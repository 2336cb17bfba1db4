use crate::spot::areas;
use serde::{Deserialize, Serialize};
use std::collections::HashMap;
use std::time::Duration;
use thiserror::Error;

/// Public world boundary dataset, features keyed by ISO alpha-3 code
pub const BOUNDARY_URL: &str =
    "https://raw.githubusercontent.com/python-visualization/folium-example-data/main/world_countries.json";

/// The fetch sits on the rendering path, so it must give up quickly
const FETCH_TIMEOUT: Duration = Duration::from_secs(5);

#[derive(Error, Debug)]
pub enum GeoError {
    #[error("HTTP request failed: {0}")]
    Request(#[from] reqwest::Error),
    #[error("GeoJSON parsing failed: {0}")]
    Parsing(#[from] serde_json::Error),
    #[error("invalid boundary data: {0}")]
    InvalidResponse(String),
}

/// GeoJSON position, `[longitude, latitude]`
pub type Position = [f64; 2];

/// Closed linear ring, first and last position equal
pub type Ring = Vec<Position>;

/// Country outline geometry. Each polygon part is a list of rings, the
/// first exterior, the rest holes.
#[derive(Debug, Clone, PartialEq, Serialize, Deserialize)]
#[serde(tag = "type", content = "coordinates")]
pub enum Geometry {
    Polygon(Vec<Ring>),
    MultiPolygon(Vec<Vec<Ring>>),
}

#[derive(Debug, Deserialize)]
struct FeatureCollection {
    features: Vec<Feature>,
}

#[derive(Debug, Deserialize)]
struct Feature {
    #[serde(default)]
    id: Option<String>,
    geometry: serde_json::Value,
}

/// One country boundary, ready to merge with price data
#[derive(Debug, Clone)]
pub struct Boundary {
    pub region_code: String,
    pub short_code: &'static str,
    pub name: &'static str,
    /// Point guaranteed to lie inside the outline, for label placement
    pub label: Position,
    pub geometry: Geometry,
}

/// Boundary joined with its price summary; `mean_value` stays `None`
/// for countries the generator produced no data for, which render as
/// uncolored polygons.
#[derive(Debug, Clone, Serialize)]
pub struct MapRegion {
    pub region_code: String,
    pub short_code: String,
    pub name: String,
    pub mean_value: Option<f64>,
    pub label_lon: f64,
    pub label_lat: f64,
    pub geometry: Geometry,
}

pub struct GeoClient {
    client: reqwest::Client,
    url: String,
}

impl GeoClient {
    pub fn new() -> Self {
        Self::with_url(BOUNDARY_URL)
    }

    /// Client against a non-default dataset location, for tests
    pub fn with_url(url: impl Into<String>) -> Self {
        let client = reqwest::Client::builder()
            .timeout(FETCH_TIMEOUT)
            .build()
            .expect("reqwest client construction");
        Self {
            client,
            url: url.into(),
        }
    }

    /// Fetch and parse the boundary dataset, filtered to the countries
    /// in the reference table. Any failure here means "no map this
    /// render", never a crash: callers log and skip the map.
    pub async fn fetch_boundaries(&self) -> Result<Vec<Boundary>, GeoError> {
        let body = self
            .client
            .get(&self.url)
            .send()
            .await?
            .error_for_status()?
            .text()
            .await?;

        parse_boundaries(&body)
    }
}

impl Default for GeoClient {
    fn default() -> Self {
        Self::new()
    }
}

/// Parse a GeoJSON FeatureCollection into the European boundary set.
/// Features with ids outside the reference table are skipped; a document
/// containing none of our regions is treated as invalid.
pub fn parse_boundaries(json: &str) -> Result<Vec<Boundary>, GeoError> {
    let collection: FeatureCollection = serde_json::from_str(json)?;

    let mut boundaries = Vec::new();
    for feature in collection.features {
        let Some(id) = feature.id else { continue };
        let Some(country) = areas::get_by_a3(&id) else {
            continue;
        };
        let geometry: Geometry = serde_json::from_value(feature.geometry)?;
        let Some(label) = representative_point(&geometry) else {
            continue;
        };
        boundaries.push(Boundary {
            region_code: id,
            short_code: country.a2,
            name: country.name,
            label,
            geometry,
        });
    }

    if boundaries.is_empty() {
        return Err(GeoError::InvalidResponse(
            "no known regions in boundary data".to_string(),
        ));
    }
    Ok(boundaries)
}

/// Left-join per-country means onto the boundary set. Means without a
/// boundary are dropped; boundaries without a mean keep `None`.
pub fn join_summaries(boundaries: Vec<Boundary>, means: &HashMap<String, f64>) -> Vec<MapRegion> {
    boundaries
        .into_iter()
        .map(|boundary| MapRegion {
            mean_value: means.get(boundary.short_code).copied(),
            region_code: boundary.region_code,
            short_code: boundary.short_code.to_string(),
            name: boundary.name.to_string(),
            label_lon: boundary.label[0],
            label_lat: boundary.label[1],
            geometry: boundary.geometry,
        })
        .collect()
}

/// Absolute shoelace area of a ring
fn ring_area(ring: &Ring) -> f64 {
    let mut doubled = 0.0;
    for edge in ring.windows(2) {
        doubled += edge[0][0] * edge[1][1] - edge[1][0] * edge[0][1];
    }
    (doubled / 2.0).abs()
}

/// Deterministic point guaranteed to lie inside the geometry.
///
/// The centroid of a concave or multi-part outline can fall outside it,
/// so instead: take the largest polygon part, cast a horizontal line
/// through the vertical middle of its exterior ring, and return the
/// midpoint of the widest even-odd interior interval. Holes participate
/// in the crossing count, so the point cannot land in one.
pub fn representative_point(geometry: &Geometry) -> Option<Position> {
    let parts: Vec<&Vec<Ring>> = match geometry {
        Geometry::Polygon(rings) => vec![rings],
        Geometry::MultiPolygon(parts) => parts.iter().collect(),
    };

    let part = parts
        .into_iter()
        .filter(|rings| rings.first().is_some_and(|outer| outer.len() >= 4))
        .max_by(|a, b| {
            ring_area(&a[0])
                .partial_cmp(&ring_area(&b[0]))
                .unwrap_or(std::cmp::Ordering::Equal)
        })?;

    let outer = &part[0];
    let min_y = outer.iter().map(|p| p[1]).fold(f64::INFINITY, f64::min);
    let max_y = outer.iter().map(|p| p[1]).fold(f64::NEG_INFINITY, f64::max);
    if !(max_y > min_y) {
        return None;
    }

    // Nudge the scanline off any vertex so crossings are counted once
    let mut scan_y = (min_y + max_y) / 2.0;
    for _ in 0..64 {
        if !part.iter().flatten().any(|p| p[1] == scan_y) {
            break;
        }
        scan_y += (max_y - min_y) * 1e-7;
    }

    let mut crossings = Vec::new();
    for ring in part {
        for edge in ring.windows(2) {
            let (a, b) = (edge[0], edge[1]);
            if (a[1] > scan_y) != (b[1] > scan_y) {
                crossings.push(a[0] + (scan_y - a[1]) * (b[0] - a[0]) / (b[1] - a[1]));
            }
        }
    }
    crossings.sort_by(|a, b| a.partial_cmp(b).unwrap_or(std::cmp::Ordering::Equal));

    crossings
        .chunks_exact(2)
        .max_by(|a, b| {
            (a[1] - a[0])
                .partial_cmp(&(b[1] - b[0]))
                .unwrap_or(std::cmp::Ordering::Equal)
        })
        .map(|widest| [(widest[0] + widest[1]) / 2.0, scan_y])
}

#[cfg(test)]
mod tests {
    use super::*;

    /// Even-odd containment check, used to verify label placement
    fn contains(part: &[Ring], point: Position) -> bool {
        let mut inside = false;
        for ring in part {
            for edge in ring.windows(2) {
                let (a, b) = (edge[0], edge[1]);
                if (a[1] > point[1]) != (b[1] > point[1]) {
                    let x = a[0] + (point[1] - a[1]) * (b[0] - a[0]) / (b[1] - a[1]);
                    if x > point[0] {
                        inside = !inside;
                    }
                }
            }
        }
        inside
    }

    fn square(x0: f64, y0: f64, size: f64) -> Ring {
        vec![
            [x0, y0],
            [x0 + size, y0],
            [x0 + size, y0 + size],
            [x0, y0 + size],
            [x0, y0],
        ]
    }

    const FIXTURE: &str = r#"{
        "type": "FeatureCollection",
        "features": [
            {
                "type": "Feature",
                "id": "DEU",
                "properties": {"name": "Germany"},
                "geometry": {
                    "type": "Polygon",
                    "coordinates": [[[6.0, 47.0], [15.0, 47.0], [15.0, 55.0], [6.0, 55.0], [6.0, 47.0]]]
                }
            },
            {
                "type": "Feature",
                "id": "FRA",
                "properties": {"name": "France"},
                "geometry": {
                    "type": "MultiPolygon",
                    "coordinates": [
                        [[[ -5.0, 42.0], [8.0, 42.0], [8.0, 51.0], [-5.0, 51.0], [-5.0, 42.0]]],
                        [[[8.5, 41.3], [9.6, 41.3], [9.6, 43.0], [8.5, 43.0], [8.5, 41.3]]]
                    ]
                }
            },
            {
                "type": "Feature",
                "id": "USA",
                "properties": {"name": "United States of America"},
                "geometry": {
                    "type": "Polygon",
                    "coordinates": [[[-125.0, 25.0], [-66.0, 25.0], [-66.0, 49.0], [-125.0, 49.0], [-125.0, 25.0]]]
                }
            }
        ]
    }"#;

    #[test]
    fn test_parse_filters_to_reference_table() {
        let boundaries = parse_boundaries(FIXTURE).unwrap();

        assert_eq!(boundaries.len(), 2);
        assert_eq!(boundaries[0].region_code, "DEU");
        assert_eq!(boundaries[0].short_code, "DE");
        assert_eq!(boundaries[0].name, "Germany");
        assert_eq!(boundaries[1].short_code, "FR");
        assert!(!boundaries.iter().any(|b| b.region_code == "USA"));
    }

    #[test]
    fn test_parse_garbage_is_error() {
        assert!(matches!(
            parse_boundaries("not geojson at all"),
            Err(GeoError::Parsing(_))
        ));
    }

    #[test]
    fn test_parse_without_known_regions_is_error() {
        let empty = r#"{"type": "FeatureCollection", "features": []}"#;
        assert!(matches!(
            parse_boundaries(empty),
            Err(GeoError::InvalidResponse(_))
        ));
    }

    #[test]
    fn test_join_is_left_outer_on_boundaries() {
        let boundaries = parse_boundaries(FIXTURE).unwrap();
        let mut means = HashMap::new();
        means.insert("DE".to_string(), 42.5);
        means.insert("IT".to_string(), 99.0); // no boundary in fixture

        let regions = join_summaries(boundaries, &means);

        assert_eq!(regions.len(), 2);
        let de = regions.iter().find(|r| r.short_code == "DE").unwrap();
        assert_eq!(de.mean_value, Some(42.5));
        let fr = regions.iter().find(|r| r.short_code == "FR").unwrap();
        assert_eq!(fr.mean_value, None);
        assert!(!regions.iter().any(|r| r.short_code == "IT"));
    }

    #[test]
    fn test_representative_point_inside_concave_shape() {
        // U-shaped outline whose centroid falls in the open middle
        let u_shape = vec![vec![
            [0.0, 0.0],
            [4.0, 0.0],
            [4.0, 4.0],
            [3.0, 4.0],
            [3.0, 1.0],
            [1.0, 1.0],
            [1.0, 4.0],
            [0.0, 4.0],
            [0.0, 0.0],
        ]];
        let geometry = Geometry::Polygon(u_shape.clone());

        let point = representative_point(&geometry).unwrap();
        assert!(contains(&u_shape, point));
        // the open middle of the U is not a valid label spot
        assert!(!contains(&u_shape, [2.0, 2.0]));
    }

    #[test]
    fn test_representative_point_picks_largest_part() {
        let geometry =
            Geometry::MultiPolygon(vec![vec![square(0.0, 0.0, 1.0)], vec![square(10.0, 10.0, 5.0)]]);

        let point = representative_point(&geometry).unwrap();
        assert!(contains(&[square(10.0, 10.0, 5.0)], point));
    }

    #[test]
    fn test_representative_point_avoids_hole() {
        // 10x10 square with a wide hole through the middle band
        let part = vec![square(0.0, 0.0, 10.0), square(1.0, 3.0, 4.0)];
        let geometry = Geometry::Polygon(part.clone());

        let point = representative_point(&geometry).unwrap();
        assert!(contains(&part, point));
    }

    #[test]
    fn test_representative_point_degenerate_geometry() {
        assert!(representative_point(&Geometry::Polygon(vec![])).is_none());
        let flat = vec![vec![[0.0, 1.0], [2.0, 1.0], [4.0, 1.0], [0.0, 1.0]]];
        assert!(representative_point(&Geometry::Polygon(flat)).is_none());
    }

    #[test]
    fn test_geometry_round_trips_as_geojson() {
        let json = r#"{"type":"Polygon","coordinates":[[[0.0,0.0],[1.0,0.0],[1.0,1.0],[0.0,0.0]]]}"#;
        let geometry: Geometry = serde_json::from_str(json).unwrap();
        assert_eq!(serde_json::to_string(&geometry).unwrap(), json);
    }

    #[tokio::test]
    async fn test_fetch_failure_is_error_not_panic() {
        // discard port, nothing listens there
        let client = GeoClient::with_url("http://127.0.0.1:9/world.json");
        assert!(matches!(
            client.fetch_boundaries().await,
            Err(GeoError::Request(_))
        ));
    }
}
//! Duelreel Core - Battle video pipeline
//!
//! This crate turns two seed strings into a rendered duel: procedurally
//! derived combatants fight a turn-based battle, the outcome is choreographed
//! into fixed-rate frame instructions, frames are composited to PNG, and a
//! procedural soundtrack is synthesized and mixed sample-accurately against
//! the animation's cue timeline.
//!
//! # Architecture
//!
//! - [`combat`] - Stats, moves, damage, and the battle state machine
//! - [`anim`] - Easing, choreography sequencing, frame rendering
//! - [`audio`] - Cue timeline, synthesizers, resampling mixer
//! - [`assets`] - Generative-backend contract, sprite fix-up, upload hand-off
//! - [`pipeline`] - End-to-end job orchestration

pub mod anim;
pub mod assets;
pub mod audio;
pub mod combat;
pub mod config;
pub mod error;
pub mod pipeline;
pub mod rng;

pub use config::{AnimTiming, AudioConfig, PipelineConfig};
pub use error::{JobError, JobResult};
pub use pipeline::{run_job, JobOutput, JobSpec};

// Re-export the pieces the CLI and external backends wire together.
pub use anim::renderer::{NullTextPainter, TextPainter};
pub use assets::placeholder::PlaceholderBackend;
pub use assets::upload::{CredentialStore, UploadBackend, UploadMetadata};
pub use assets::AssetBackend;
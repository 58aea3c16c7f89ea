//! Procedural audio synthesis
//!
//! Pure generators for the music bed and the three cue effects. Each call
//! draws fresh randomness from the job PRNG and returns a peak-normalized
//! stereo buffer at its own native rate with short edge fades; the mixer
//! handles rate conversion and placement.

use rand::Rng;
use std::f32::consts::TAU;
use tracing::debug;

use crate::config::AudioConfig;

use super::buffer::StereoBuffer;
use super::osc::{first_difference, tone, tone_with_freq, white_noise, Waveform};

const PEAK: f32 = 0.95;

// ---- envelope helpers ----------------------------------------------------

/// Exponential decay: sample i is scaled by exp(-k * t).
fn apply_exp_decay(samples: &mut [f32], sample_rate: u32, k: f32) {
    for (i, s) in samples.iter_mut().enumerate() {
        let t = i as f32 / sample_rate as f32;
        *s *= (-k * t).exp();
    }
}

/// Linear attack and release ramps, fractions of the total length.
fn apply_attack_release(samples: &mut [f32], attack_frac: f32, release_frac: f32) {
    let n = samples.len();
    if n == 0 {
        return;
    }
    let attack = ((n as f32 * attack_frac) as usize).max(1);
    let release = ((n as f32 * release_frac) as usize).max(1);
    for i in 0..n {
        let mut g = 1.0f32;
        if i < attack {
            g *= i as f32 / attack as f32;
        }
        if i >= n - release {
            g *= (n - 1 - i) as f32 / release as f32;
        }
        samples[i] *= g;
    }
}

fn midi_to_freq(midi: i32) -> f32 {
    440.0 * 2.0f32.powf((midi - 69) as f32 / 12.0)
}

// ---- bed track -----------------------------------------------------------

/// Scale interval sets the bed picks from, in semitones above the root.
const SCALES: [&[i32]; 3] = [
    &[0, 3, 5, 7, 10],     // minor pentatonic
    &[0, 2, 4, 7, 9],      // major pentatonic
    &[0, 2, 3, 5, 7, 8, 10], // natural minor
];

/// Synthesize the looping music bed: a sustained triangle-partial pad over
/// a four-chord progression, a square bass line, a sparse swing-gated
/// melody, and a kick/snare/hat pattern on the beat grid.
pub fn bed_track(cfg: &AudioConfig, rng: &mut impl Rng) -> StereoBuffer {
    let rate = cfg.bed_rate;
    let tempo = rng.random_range(84..=116) as f32;
    let beat = 60.0 / tempo;
    let root_midi = rng.random_range(45..=52);
    let scale = SCALES[rng.random_range(0..SCALES.len())];

    const BARS: usize = 8;
    const BEATS_PER_BAR: usize = 4;
    const CHORDS: usize = 4;
    let bar = beat * BEATS_PER_BAR as f32;
    let chord_dur = bar * (BARS / CHORDS) as f32;
    let total = bar * BARS as f32;

    // Four-chord progression over scale-degree roots; always open on the
    // tonic.
    let mut degrees = [0usize; CHORDS];
    for d in degrees.iter_mut().skip(1) {
        *d = rng.random_range(0..scale.len());
    }

    debug!(tempo, root_midi, ?degrees, "bed parameters");

    let mut out = StereoBuffer::silent(rate, (total * rate as f32) as usize);

    // Pad: triangle partials (root, fifth, octave) per chord, widened by a
    // detuned copy on the opposite side.
    for (ci, &deg) in degrees.iter().enumerate() {
        let chord_root = root_midi + 12 + scale[deg];
        let offset = ((ci as f32 * chord_dur) * rate as f32) as usize;
        for (pan, detune) in [(-0.35f32, 0.0f32), (0.35, 3.0)] {
            for (interval, amp) in [(0, 0.5f32), (7, 0.35), (12, 0.25)] {
                let freq = midi_to_freq(chord_root + interval) + detune;
                let mut part = tone(Waveform::Triangle, freq, chord_dur, rate);
                apply_attack_release(&mut part, 0.1, 0.15);
                out.add_mono_panned(offset, &part, amp * 0.5, pan);
            }
        }
    }

    // Bass: square pulses on every beat, root an octave down, with a
    // repeating accent pattern.
    let accents = [1.0f32, 0.55, 0.8, 0.55];
    let bass_freq = midi_to_freq(root_midi);
    for b in 0..(BARS * BEATS_PER_BAR) {
        let chord = (b / (BEATS_PER_BAR * BARS / CHORDS)).min(CHORDS - 1);
        let freq = bass_freq * 2.0f32.powf(scale[degrees[chord]] as f32 / 12.0);
        let mut pulse = tone(Waveform::Square, freq, beat * 0.45, rate);
        apply_attack_release(&mut pulse, 0.02, 0.5);
        let offset = ((b as f32 * beat) * rate as f32) as usize;
        out.add_mono_panned(offset, &pulse, 0.28 * accents[b % 4], 0.0);
    }

    // Melody: sparse notes on the eighth grid, gated by a swing envelope
    // (long on-beats, short off-beats).
    let eighth = beat / 2.0;
    for slot in 0..(BARS * BEATS_PER_BAR * 2) {
        if rng.random_range(0.0..1.0) > 0.35 {
            continue;
        }
        let semitone = scale[rng.random_range(0..scale.len())];
        let freq = midi_to_freq(root_midi + 24 + semitone);
        let gate = if slot % 2 == 0 { 0.58 } else { 0.30 };
        let mut note = tone(Waveform::Sine, freq, eighth * gate, rate);
        apply_attack_release(&mut note, 0.1, 0.4);
        let offset = ((slot as f32 * eighth) * rate as f32) as usize;
        out.add_mono_panned(offset, &note, 0.22, 0.25);
    }

    // Percussion on the beat grid: kick on 1 and 3, snare on 2 and 4, hat
    // on every eighth.
    let kick = {
        let mut s = tone_with_freq(Waveform::Sine, 0.12, rate, |t| 110.0 * (45.0f32 / 110.0).powf(t));
        apply_exp_decay(&mut s, rate, 18.0);
        s
    };
    let snare = {
        let mut noise = white_noise(0.09, rate, rng);
        apply_exp_decay(&mut noise, rate, 28.0);
        let mut body = tone(Waveform::Triangle, 180.0, 0.09, rate);
        apply_exp_decay(&mut body, rate, 30.0);
        for (n, b) in noise.iter_mut().zip(body.iter()) {
            *n = *n * 0.7 + b * 0.3;
        }
        noise
    };
    let hat = {
        let mut s = first_difference(&white_noise(0.03, rate, rng));
        apply_exp_decay(&mut s, rate, 60.0);
        s
    };
    for b in 0..(BARS * BEATS_PER_BAR) {
        let offset = ((b as f32 * beat) * rate as f32) as usize;
        match b % 4 {
            0 | 2 => out.add_mono_panned(offset, &kick, 0.5, 0.0),
            _ => out.add_mono_panned(offset, &snare, 0.32, 0.0),
        }
        for half in 0..2 {
            let h_offset = offset + ((half as f32 * eighth) * rate as f32) as usize;
            out.add_mono_panned(h_offset, &hat, 0.14, 0.15);
        }
    }

    out.samples.truncate((total * rate as f32) as usize);
    out.normalize_to(PEAK);
    out.edge_fade(0.01);
    out
}

// ---- cue effects ---------------------------------------------------------

/// A combatant's call: 2-3 pitch-swept chirps with vibrato. Each call draws
/// a fresh oscillator shape and glide, so the two sides sound distinct.
pub fn call_effect(cfg: &AudioConfig, rng: &mut impl Rng) -> StereoBuffer {
    let rate = cfg.fx_rate;
    let chirps = rng.random_range(2..=3);
    let waveform = Waveform::pick(rng);

    let mut out = StereoBuffer::silent(rate, 0);
    let mut offset = 0usize;
    for _ in 0..chirps {
        let start: f32 = rng.random_range(400.0..1400.0);
        let ratio: f32 = rng.random_range(0.5..2.0);
        let end = (start * ratio).clamp(150.0, 3200.0);
        let dur: f32 = rng.random_range(0.12..0.22);
        let vib_rate: f32 = rng.random_range(18.0..36.0);
        let vib_depth: f32 = rng.random_range(0.01..0.05);

        // Geometric glide start -> end with vibrato on top.
        let mut chirp = tone_with_freq(waveform, dur, rate, |t| {
            let glide = start * (end / start).powf(t);
            glide * (1.0 + vib_depth * (TAU * vib_rate * t * dur).sin())
        });
        apply_attack_release(&mut chirp, 0.12, 0.35);
        out.add_mono_panned(offset, &chirp, 1.0, 0.0);

        let gap: f32 = rng.random_range(0.03..0.07);
        offset += ((dur + gap) * rate as f32) as usize;
    }

    out.normalize_to(PEAK);
    out.edge_fade(0.004);
    out
}

/// Impact: exponentially pitch-swept tone plus decaying broadband noise,
/// with an optional harmonic ring.
pub fn hit_effect(cfg: &AudioConfig, rng: &mut impl Rng) -> StereoBuffer {
    let rate = cfg.fx_rate;
    let dur = 0.35f32;

    let start: f32 = rng.random_range(700.0..1100.0);
    let end: f32 = rng.random_range(90.0..160.0);
    let mut sweep = tone_with_freq(Waveform::Square, dur, rate, |t| start * (end / start).powf(t));
    apply_exp_decay(&mut sweep, rate, 12.0);

    let mut noise = white_noise(dur, rate, rng);
    apply_exp_decay(&mut noise, rate, 18.0);

    let mut out = StereoBuffer::silent(rate, (dur * rate as f32) as usize);
    out.add_mono_panned(0, &sweep, 0.6, 0.0);
    out.add_mono_panned(0, &noise, 0.5, 0.0);

    // Ring: a few decaying harmonic partials, half the time.
    if rng.random_range(0..2) == 0 {
        let f0: f32 = rng.random_range(400.0..900.0);
        for (mult, amp) in [(1.0f32, 0.30f32), (1.5, 0.18), (2.2, 0.12)] {
            let mut partial = tone(Waveform::Sine, f0 * mult, dur, rate);
            apply_exp_decay(&mut partial, rate, 8.0);
            out.add_mono_panned(0, &partial, amp, 0.0);
        }
    }

    out.normalize_to(PEAK);
    out.edge_fade(0.003);
    out
}

/// Whiff: high-pass-filtered noise with a short decaying tonal swish.
pub fn miss_effect(cfg: &AudioConfig, rng: &mut impl Rng) -> StereoBuffer {
    let rate = cfg.fx_rate;
    let dur = 0.3f32;

    let mut swish = first_difference(&white_noise(dur, rate, rng));
    apply_exp_decay(&mut swish, rate, 14.0);

    let start: f32 = rng.random_range(1000.0..1500.0);
    let mut tonal = tone_with_freq(Waveform::Sine, dur * 0.6, rate, |t| start * 0.6f32.powf(t));
    apply_exp_decay(&mut tonal, rate, 10.0);

    let mut out = StereoBuffer::silent(rate, (dur * rate as f32) as usize);
    out.add_mono_panned(0, &swish, 0.8, 0.0);
    out.add_mono_panned(0, &tonal, 0.25, 0.0);

    out.normalize_to(PEAK);
    out.edge_fade(0.003);
    out
}

#[cfg(test)]
mod tests {
    use super::*;
    use rand::SeedableRng;
    use rand_pcg::Pcg32;

    fn cfg() -> AudioConfig {
        AudioConfig::default()
    }

    fn peak(buf: &StereoBuffer) -> f32 {
        buf.samples
            .iter()
            .flat_map(|s| s.iter())
            .fold(0.0f32, |a, &b| a.max(b.abs()))
    }

    #[test]
    fn bed_track_is_normalized_and_non_trivial() {
        let mut rng = Pcg32::seed_from_u64(21);
        let bed = bed_track(&cfg(), &mut rng);
        assert_eq!(bed.sample_rate, cfg().bed_rate);
        assert!(bed.duration_secs() > 5.0, "bed too short to loop musically");
        let p = peak(&bed);
        assert!((p - PEAK).abs() < 1e-3, "peak {p}");
        // Edge fades: endpoints silent.
        assert_eq!(bed.samples[0], [0.0, 0.0]);
    }

    #[test]
    fn effects_are_normalized_and_bounded() {
        let c = cfg();
        let mut rng = Pcg32::seed_from_u64(5);
        for buf in [
            call_effect(&c, &mut rng),
            hit_effect(&c, &mut rng),
            miss_effect(&c, &mut rng),
        ] {
            assert_eq!(buf.sample_rate, c.fx_rate);
            assert!(!buf.is_empty());
            let p = peak(&buf);
            assert!(p <= 1.0 && p > 0.5, "peak {p}");
        }
    }

    #[test]
    fn call_effects_differ_between_draws() {
        let c = cfg();
        let mut rng = Pcg32::seed_from_u64(13);
        let a = call_effect(&c, &mut rng);
        let b = call_effect(&c, &mut rng);
        assert!(a.len() != b.len() || a.samples != b.samples);
    }

    #[test]
    fn hit_effect_decays_toward_silence() {
        let c = cfg();
        let mut rng = Pcg32::seed_from_u64(3);
        let buf = hit_effect(&c, &mut rng);
        let n = buf.len();
        let head: f32 = buf.samples[..n / 8].iter().map(|s| s[0].abs()).sum();
        let tail: f32 = buf.samples[n * 7 / 8..].iter().map(|s| s[0].abs()).sum();
        assert!(head > tail * 4.0, "head {head} tail {tail}");
    }
}
//! Interpolation curves for motion and zoom timing

/// Linear interpolation between `a` and `b` at `t` in [0, 1].
pub fn lerp(a: f32, b: f32, t: f32) -> f32 {
    a + (b - a) * t
}

/// Cubic ease-out: fast start, decelerating finish.
pub fn ease_out_cubic(t: f32) -> f32 {
    let t = t.clamp(0.0, 1.0);
    let inv = 1.0 - t;
    1.0 - inv * inv * inv
}

/// Cubic ease-in-out: slow start and finish, fast middle.
pub fn ease_in_out_cubic(t: f32) -> f32 {
    let t = t.clamp(0.0, 1.0);
    if t < 0.5 {
        4.0 * t * t * t
    } else {
        let inv = -2.0 * t + 2.0;
        1.0 - inv * inv * inv / 2.0
    }
}

/// Normalized progress of `frame` within a phase of `total` frames.
///
/// Returns 1.0 on the last frame so phases land exactly on their target.
pub fn phase_t(frame: u32, total: u32) -> f32 {
    if total <= 1 {
        return 1.0;
    }
    frame as f32 / (total - 1) as f32
}

#[cfg(test)]
mod tests {
    use super::*;

    #[test]
    fn ease_out_endpoints() {
        assert_eq!(ease_out_cubic(0.0), 0.0);
        assert_eq!(ease_out_cubic(1.0), 1.0);
    }

    #[test]
    fn ease_out_is_monotone() {
        let mut prev = 0.0;
        for i in 0..=100 {
            let v = ease_out_cubic(i as f32 / 100.0);
            assert!(v >= prev);
            prev = v;
        }
    }

    #[test]
    fn ease_in_out_endpoints_and_midpoint() {
        assert_eq!(ease_in_out_cubic(0.0), 0.0);
        assert!((ease_in_out_cubic(0.5) - 0.5).abs() < 1e-6);
        assert_eq!(ease_in_out_cubic(1.0), 1.0);
    }

    #[test]
    fn phase_t_covers_the_full_range() {
        assert_eq!(phase_t(0, 10), 0.0);
        assert_eq!(phase_t(9, 10), 1.0);
        assert_eq!(phase_t(0, 1), 1.0);
    }
}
━━━━
**ABOUT THIS TASK**
Take every line from the data above that holds "kick" and copy it out.

**FINISHED EXERCISE**
/// melody, and a kick/snare/hat pattern on the beat grid.
    // Percussion on the beat grid: kick on 1 and 3, snare on 2 and 4, hat
    let kick = {
            0 | 2 => out.add_mono_panned(offset, &kick, 0.5, 0.0),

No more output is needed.